- **Available data**:
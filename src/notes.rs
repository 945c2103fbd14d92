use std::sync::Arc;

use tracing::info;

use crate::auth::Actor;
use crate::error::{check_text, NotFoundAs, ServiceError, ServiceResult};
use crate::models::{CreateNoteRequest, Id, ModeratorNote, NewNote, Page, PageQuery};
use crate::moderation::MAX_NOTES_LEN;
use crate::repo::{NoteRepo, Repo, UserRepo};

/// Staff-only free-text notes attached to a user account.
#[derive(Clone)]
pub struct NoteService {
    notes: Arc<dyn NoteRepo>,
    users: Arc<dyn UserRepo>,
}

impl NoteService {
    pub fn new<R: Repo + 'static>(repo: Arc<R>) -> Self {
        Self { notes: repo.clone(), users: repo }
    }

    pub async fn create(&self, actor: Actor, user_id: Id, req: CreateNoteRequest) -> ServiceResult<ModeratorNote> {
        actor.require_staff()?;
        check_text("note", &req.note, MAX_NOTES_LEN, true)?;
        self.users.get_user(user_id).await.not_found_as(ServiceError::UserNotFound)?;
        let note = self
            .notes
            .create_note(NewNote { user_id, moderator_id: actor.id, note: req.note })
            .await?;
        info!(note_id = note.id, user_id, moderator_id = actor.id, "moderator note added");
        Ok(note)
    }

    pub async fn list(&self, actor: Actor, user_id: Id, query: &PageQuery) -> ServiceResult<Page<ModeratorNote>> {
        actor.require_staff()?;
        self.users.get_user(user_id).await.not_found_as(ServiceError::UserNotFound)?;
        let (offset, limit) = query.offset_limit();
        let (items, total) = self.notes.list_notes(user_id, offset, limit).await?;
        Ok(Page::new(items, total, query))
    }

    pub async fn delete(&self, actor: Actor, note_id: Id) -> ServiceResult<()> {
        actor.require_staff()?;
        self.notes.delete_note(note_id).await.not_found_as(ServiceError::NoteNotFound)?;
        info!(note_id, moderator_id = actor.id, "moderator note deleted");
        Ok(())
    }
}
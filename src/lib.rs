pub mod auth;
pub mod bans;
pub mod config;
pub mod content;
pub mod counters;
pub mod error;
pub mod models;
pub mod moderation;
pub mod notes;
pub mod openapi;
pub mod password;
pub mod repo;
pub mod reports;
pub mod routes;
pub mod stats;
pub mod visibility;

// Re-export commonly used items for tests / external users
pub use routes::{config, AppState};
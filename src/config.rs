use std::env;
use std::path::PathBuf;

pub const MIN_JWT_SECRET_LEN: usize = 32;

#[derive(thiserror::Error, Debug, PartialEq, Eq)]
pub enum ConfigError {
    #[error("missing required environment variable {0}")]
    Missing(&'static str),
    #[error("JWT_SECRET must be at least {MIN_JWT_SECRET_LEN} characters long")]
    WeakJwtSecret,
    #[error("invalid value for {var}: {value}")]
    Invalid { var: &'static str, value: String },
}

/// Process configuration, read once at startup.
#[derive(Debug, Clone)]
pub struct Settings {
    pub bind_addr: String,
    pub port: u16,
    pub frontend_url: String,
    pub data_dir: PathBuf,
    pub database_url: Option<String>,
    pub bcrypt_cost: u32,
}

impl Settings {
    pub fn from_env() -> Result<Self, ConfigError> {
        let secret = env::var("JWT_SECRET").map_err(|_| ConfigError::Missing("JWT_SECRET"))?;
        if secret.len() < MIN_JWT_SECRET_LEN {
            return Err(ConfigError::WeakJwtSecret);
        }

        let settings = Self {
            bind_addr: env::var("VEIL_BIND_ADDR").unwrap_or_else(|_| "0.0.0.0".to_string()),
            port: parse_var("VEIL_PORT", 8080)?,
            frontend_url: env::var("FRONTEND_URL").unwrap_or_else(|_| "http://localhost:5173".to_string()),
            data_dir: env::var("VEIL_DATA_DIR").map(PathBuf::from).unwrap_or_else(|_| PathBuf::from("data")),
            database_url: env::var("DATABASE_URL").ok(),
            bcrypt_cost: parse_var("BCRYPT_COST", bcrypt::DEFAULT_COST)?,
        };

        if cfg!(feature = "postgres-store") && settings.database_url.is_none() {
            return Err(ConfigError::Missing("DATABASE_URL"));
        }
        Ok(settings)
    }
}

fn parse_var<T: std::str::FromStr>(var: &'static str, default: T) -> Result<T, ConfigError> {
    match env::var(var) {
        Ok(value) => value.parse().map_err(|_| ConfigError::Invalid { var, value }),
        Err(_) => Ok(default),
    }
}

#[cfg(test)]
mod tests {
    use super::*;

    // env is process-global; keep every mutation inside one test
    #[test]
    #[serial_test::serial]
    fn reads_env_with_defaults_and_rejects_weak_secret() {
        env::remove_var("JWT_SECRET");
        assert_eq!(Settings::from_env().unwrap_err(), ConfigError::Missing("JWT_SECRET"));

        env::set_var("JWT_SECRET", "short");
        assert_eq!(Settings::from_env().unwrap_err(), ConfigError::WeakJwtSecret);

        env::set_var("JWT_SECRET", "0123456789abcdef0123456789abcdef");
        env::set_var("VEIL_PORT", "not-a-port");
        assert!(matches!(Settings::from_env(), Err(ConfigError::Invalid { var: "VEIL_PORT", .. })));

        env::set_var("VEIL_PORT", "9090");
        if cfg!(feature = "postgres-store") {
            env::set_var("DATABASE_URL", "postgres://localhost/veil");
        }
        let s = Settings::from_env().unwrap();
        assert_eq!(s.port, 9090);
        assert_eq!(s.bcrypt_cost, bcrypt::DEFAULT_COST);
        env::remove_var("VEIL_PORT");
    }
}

- **Task statement**:
Give back exactly the lines above, from the line containing "Ok(Page::new(items, total, query))" through the line containing "filename src/lib.rs", with both end lines and nothing more.

- **Task result**:
        Ok(Page::new(items, total, query))
    }

    pub async fn delete(&self, actor: Actor, note_id: Id) -> ServiceResult<()> {
        actor.require_staff()?;
        self.notes.delete_note(note_id).await.not_found_as(ServiceError::NoteNotFound)?;
        info!(note_id, moderator_id = actor.id, "moderator note deleted");
        Ok(())
    }
}
filename src/lib.rs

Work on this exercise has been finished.